We successfully introduced an automatic pipeline to perform dose reconstruction for historical patients that were treated with AP-PA RT fields planned on 2-D radiographs. Our validation results show that our pipeline achieves performance similar to a laborious, time-consuming manual approach, across both qualitative assessments and quantitative ones. Our pipeline enables, for the first time, performing large-scale dose reconstructions, for abdominal RT plans with AP-PA field set-up. In turn, this enables the use of more powerful data analysis and machine learning techniques, to design better dose reconstruction strategies, to validate a dose reconstruction approach, and to study in more detail how cancer treatment including RT causes late adverse effects, which is a key to improve today’s pediatric RT.

7. Appendix

An overview of the parameters used in each step of peak detection as described in Sec. 2.3 can be found in Table 5.

Biographies

Ziyuan Wang is a PhD student working in the Radiation Oncology Department, Amsterdam UMC, University of Amsterdam. In 2015, she received her MSc degree in applied physics from the Delft University of Technology in The Netherlands.
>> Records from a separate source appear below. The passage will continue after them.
impl CapDocument {
    /// Parses the CAP file at `path`.
    ///
    /// # Errors
    ///
    /// Returns [`CapError::Io`] if the file cannot be read, or
    /// [`CapError::Parse`] if it is not a valid CAP document.
    pub fn from_file(path: &Path) -> Result<Self, CapError> {
        log::debug!("Parsing CAP file {}", path.display());
        let xml = std::fs::read_to_string(path).map_err(|source| CapError::Io {
            path: path.to_path_buf(),
            source,
        })?;
        Self::parse(&xml)
    }

    /// Parses CAP XML text.
    ///
    /// A document without any polygon is valid; callers decide whether that
    /// matters.
    ///
    /// # Errors
    ///
    /// Returns [`CapError::Parse`] for malformed XML, an empty document, a
    /// polygon vertex without a comma, or a circle that is not
    /// `"lat,lon radius"`.
    pub fn parse(xml: &str) -> Result<Self, CapError> {
        let mut reader = Reader::from_str(xml);
        reader.config_mut().trim_text(true);

        let mut doc = Self::default();
        let mut info: Option<InfoBlock> = None;
        let mut stack: Vec<String> = Vec::new();
        let mut text = String::new();
        let mut seen_root = false;

        loop {
            match reader.read_event() {
                Ok(Event::Start(ref e)) => {
                    let name = String::from_utf8_lossy(e.local_name().as_ref()).into_owned();
                    enter(&mut stack, name, &mut info, &mut seen_root)?;
                    text.clear();
                }
                Ok(Event::Empty(ref e)) => {
                    let name = String::from_utf8_lossy(e.local_name().as_ref()).into_owned();
                    enter(&mut stack, name, &mut info, &mut seen_root)?;
                    text.clear();
                    leave(&mut stack, "", &mut doc, &mut info)?;
                }
                Ok(Event::End(_)) => {
                    leave(&mut stack, text.trim(), &mut doc, &mut info)?;
                    text.clear();
                }
                Ok(Event::Text(ref e)) => {
                    let unescaped = e
                        .unescape()
                        .map_err(|e| CapError::Parse(format!("bad text content: {e}")))?;
                    text.push_str(&unescaped);
                }
                Ok(Event::CData(e)) => {
                    text.push_str(&String::from_utf8_lossy(&e.into_inner()));
                }
                Ok(Event::Eof) => break,
                Err(e) => {
                    return Err(CapError::Parse(format!(
                        "malformed XML at position {}: {e}",
                        reader.buffer_position()
                    )));
                }
                _ => {}
            }
        }

        if !seen_root {
            return Err(CapError::Parse("document is empty".to_string()));
        }
        if let Some(open) = stack.last() {
            return Err(CapError::Parse(format!(
                "document ended inside <{open}>"
            )));
        }

        Ok(doc)
    }

    /// The polygons as a `GeoJSON` Feature with `(lon, lat)` coordinates.
    ///
    /// One polygon becomes a `Polygon`; several become a `MultiPolygon` in
    /// which each member is a single exterior ring. Returns `None` if the
    /// document has no polygon.
    #[must_use]
    pub fn as_geojson(&self) -> Option<Value> {
        let rings: Vec<Vec<[f64; 2]>> = self
            .polygons
            .iter()
            .filter(|polygon| !polygon.is_empty())
            .map(|polygon| polygon.iter().map(|&(lat, lon)| [lon, lat]).collect())
            .collect();

        let geometry = match rings.len() {
            0 => return None,
            1 => json!({"type": "Polygon", "coordinates": rings}),
            _ => {
                let members: Vec<Vec<Vec<[f64; 2]>>> =
                    rings.into_iter().map(|ring| vec![ring]).collect();
                json!({"type": "MultiPolygon", "coordinates": members})
            }
        };

        Some(json!({"type": "Feature", "geometry": geometry}))
    }
}

fn enter(
    stack: &mut Vec<String>,
    name: String,
    info: &mut Option<InfoBlock>,
    seen_root: &mut bool,
) -> Result<(), CapError> {
    if stack.is_empty() {
        if *seen_root {
            return Err(CapError::Parse(format!(
                "unexpected second root element <{name}>"
            )));
        }
        *seen_root = true;
    }

    if stack.len() == 1 && name == "info" {
        *info = Some(InfoBlock::default());
    }
    stack.push(name);
    Ok(())
}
Her research interests include medical imaging analysis and physics of radiation treatment.

Marco Virgolin is a PhD candidate at Centrum Wiskunde and Informatica in Amsterdam, The Netherlands, and is enrolled at the Delft University of Technology, Delft, The Netherlands. He received his MSc degree in computer engineering from the University of Trieste, Italy. He is mostly interested in evolutionary and explainable machine learning, with a special focus on genetic programming and symbolic regression.

Peter A. N. Bosman is a senior researcher in the Life Sciences and Health (LSH) research group at the Dutch National Research Institute for Mathematics and Computer Science (Centrum Wiskunde and Informatica) and professor of Evolutionary Algorithms (EAs) at Delft University of Technology. His research concerns the design of scalable model-based EAs and their application, primarily in the LSH domain. He has (co-)authored over 100 refereed publications, out of which four received best paper awards.

Koen F. Crama is a research radiation therapy technologist in the Radiation Oncology Department, Amsterdam UMC. He received his MSc degree in radiation oncology from Haarlem University in 2015. He is involved in research and clinical implementation of modern treatment planning techniques as image-guided adaptive planning, robust optimization, automatic planning, and also in proton therapy.

Brian V. Balgobind is a radiation oncologist at the Department of Radiation Oncology at Amsterdam UMC-location AMC. He received his MD from the University of Utrecht in 2005 and his PhD from the Erasmus University, Rotterdam, The Netherlands, in 2011. His current focus is on stereotactic ablative therapy, (pediatric) sarcoma, and hematologic malignancies.

Arjan Bel received his MSc degree in computational/experimental physics from Utrecht University in 1990 and his PhD from Netherlands Cancer Institute, The Netherlands, in 1996, on strategies to improve patient setup accuracy during radiation therapy. Currently, he is the head of the clinical physics group at the Department of Radiation Oncology, Amsterdam UMC, The Netherlands. He is involved in research and clinical implementation of image-guided adaptive radiation therapy.

Tanja Alderliesten received her PhD in computer science from the Utrecht University, in The Netherlands, in 2004. Currently, she is an associate professor at the Department of Radiation Oncology of the Leiden University Medical Center, The Netherlands. Her research focus is translational in nature and primarily concerns the development of state-of-the-art methods and techniques from the fields of mathematics and computer science (including image processing, biomechanical modeling, and optimization) for radiation oncology.

Disclosures

Dr. Alderliesten, Dr. Bel, and Prof. Dr. Bosman are involved in projects supported by Elekta. KiKa and Elekta had no involvement in the study design; in the collection, analysis, and interpretation of data; in the writing of the manuscript; and in the decision to submit the manuscript for publication.